Finding ROI is terribly difficult for a lot of HR initiatives. But if we can all agree to a few simple assumptions, we can get past the wailing and gnashing of teeth of ROI and get to work on improvements.
1) People are worth more to the organization than they are paid. Tough to admit, but its a natural rule of business. Companies should have revenues exceeding their costs, and should far exceed their payroll. Simple. You can extrapolate that to determine how much a position is paid per day will be less than it is worth per day, and calculate cost of time to fill from there. Not accurate, but representative. And low.
2) When you can’t verify the accuracy of a number, we can often verify the validity of a trend. That’s good enough in some cases. Again, weight the cost of getting accuracy against the value of knowing the “real” number. Headcount comes to mind. It’s not the absolute number that matters, its the trend over time that you have to watch. If you aren’t likely to take a specific action when the number shifts month to month, then you want trends, not discrete data points.
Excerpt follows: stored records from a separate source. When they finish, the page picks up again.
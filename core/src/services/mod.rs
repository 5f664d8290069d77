// core/src/services/mod.rs

//! Domain operations. Each function takes the datastore and, where the
//! operation is guarded, the calling user (`None` for anonymous callers).
//!
//! Order of checks is the same everywhere: permission, then input
//! validation, then existence of referenced records, then the mutation.

pub mod carts;
pub mod catalog;
pub mod customers;
pub mod orders;

use crate::error::{ErrorKind, StoreResult};
use crate::validation::FieldErrors;

/// Records `message` on `field` when `lookup` failed with `NotFound`.
/// Any other failure is propagated.
pub(crate) fn check_reference<T>(
  errors: &mut FieldErrors,
  field: &str,
  lookup: StoreResult<T>,
  message: impl FnOnce() -> String,
) -> StoreResult<()> {
  match lookup {
    Ok(_) => Ok(()),
    Err(e) if e.kind() == ErrorKind::NotFound => {
      errors.add(field, message());
      Ok(())
    }
    Err(e) => Err(e),
  }
}

pub(crate) fn invalid_pk(id: i64) -> String {
  format!("Invalid pk \"{}\" - object does not exist.", id)
}
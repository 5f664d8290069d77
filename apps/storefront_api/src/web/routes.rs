// apps/storefront_api/src/web/routes.rs

use actix_web::web;

use crate::web::handlers::{
  auth_handlers, cart_handlers, collection_handlers, customer_handlers, order_handlers, playground_handlers,
  product_handlers, review_handlers,
};

async fn health_check_handler() -> actix_web::HttpResponse {
  actix_web::HttpResponse::Ok().json(serde_json::json!({ "status": "ok" }))
}

pub fn configure_app_routes(cfg: &mut web::ServiceConfig) {
  cfg.route("/health", web::get().to(health_check_handler)).service(
    web::scope("/api/v1")
      // Accounts and tokens
      .service(
        web::scope("/auth")
          .service(web::resource("/users").route(web::post().to(auth_handlers::register_handler)))
          .service(web::resource("/users/me").route(web::get().to(auth_handlers::current_user_handler)))
          .service(web::resource("/jwt/create").route(web::post().to(auth_handlers::create_token_handler))),
      )
      // Catalog
      .service(
        web::scope("/collections")
          .service(
            web::resource("")
              .route(web::get().to(collection_handlers::list_collections_handler))
              .route(web::post().to(collection_handlers::create_collection_handler)),
          )
          .service(
            web::resource("/{collection_id}")
              .route(web::get().to(collection_handlers::get_collection_handler))
              .route(web::put().to(collection_handlers::update_collection_handler))
              .route(web::patch().to(collection_handlers::patch_collection_handler))
              .route(web::delete().to(collection_handlers::delete_collection_handler)),
          ),
      )
      .service(
        web::scope("/products")
          .service(
            web::resource("")
              .route(web::get().to(product_handlers::list_products_handler))
              .route(web::post().to(product_handlers::create_product_handler)),
          )
          .service(
            web::resource("/{product_id}/reviews")
              .route(web::get().to(review_handlers::list_reviews_handler))
              .route(web::post().to(review_handlers::create_review_handler)),
          )
          .service(
            web::resource("/{product_id}/reviews/{review_id}")
              .route(web::get().to(review_handlers::get_review_handler))
              .route(web::put().to(review_handlers::update_review_handler))
              .route(web::patch().to(review_handlers::patch_review_handler))
              .route(web::delete().to(review_handlers::delete_review_handler)),
          )
          .service(
            web::resource("/{product_id}")
              .route(web::get().to(product_handlers::get_product_handler))
              .route(web::put().to(product_handlers::update_product_handler))
              .route(web::patch().to(product_handlers::patch_product_handler))
              .route(web::delete().to(product_handlers::delete_product_handler)),
          ),
      )
      // Carts, open to anonymous callers
      .service(
        web::scope("/carts")
          .service(web::resource("").route(web::post().to(cart_handlers::create_cart_handler)))
          .service(
            web::resource("/{cart_id}/items")
              .route(web::get().to(cart_handlers::list_items_handler))
              .route(web::post().to(cart_handlers::add_item_handler)),
          )
          .service(
            web::resource("/{cart_id}/items/{item_id}")
              .route(web::get().to(cart_handlers::get_item_handler))
              .route(web::patch().to(cart_handlers::update_item_handler))
              .route(web::delete().to(cart_handlers::remove_item_handler)),
          )
          .service(
            web::resource("/{cart_id}")
              .route(web::get().to(cart_handlers::get_cart_handler))
              .route(web::delete().to(cart_handlers::delete_cart_handler)),
          ),
      )
      .service(
        web::scope("/customers")
          // Before `/{customer_id}` so `me` is never parsed as an id.
          .service(
            web::resource("/me")
              .route(web::get().to(customer_handlers::get_me_handler))
              .route(web::put().to(customer_handlers::update_me_handler)),
          )
          .service(
            web::resource("")
              .route(web::get().to(customer_handlers::list_customers_handler))
              .route(web::post().to(customer_handlers::create_customer_handler)),
          )
          .service(
            web::resource("/{customer_id}")
              .route(web::get().to(customer_handlers::get_customer_handler))
              .route(web::put().to(customer_handlers::update_customer_handler))
              .route(web::patch().to(customer_handlers::patch_customer_handler))
              .route(web::delete().to(customer_handlers::delete_customer_handler)),
          ),
      )
      .service(
        web::scope("/orders")
          .service(
            web::resource("")
              .route(web::get().to(order_handlers::list_orders_handler))
              .route(web::post().to(order_handlers::place_order_handler)),
          )
          .service(
            web::resource("/{order_id}")
              .route(web::get().to(order_handlers::get_order_handler))
              .route(web::patch().to(order_handlers::update_order_handler))
              .route(web::delete().to(order_handlers::delete_order_handler)),
          ),
      )
      .service(
        web::scope("/playground")
          .service(web::resource("/hello").route(web::get().to(playground_handlers::say_hello_handler))),
      ),
  );
}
3) Flat line cost changes are, in most cases, not sustainable. You can’t set a target of reducing costs 10% each year and expect to eventually reach a zero cost process in most cases. You need to have something with which to compare your costs, like headcount, revenue or production. You can’t always reduce flat line costs, but you can always work to reduce relative costs.
It’s not everything you will need, but it’s a place to start.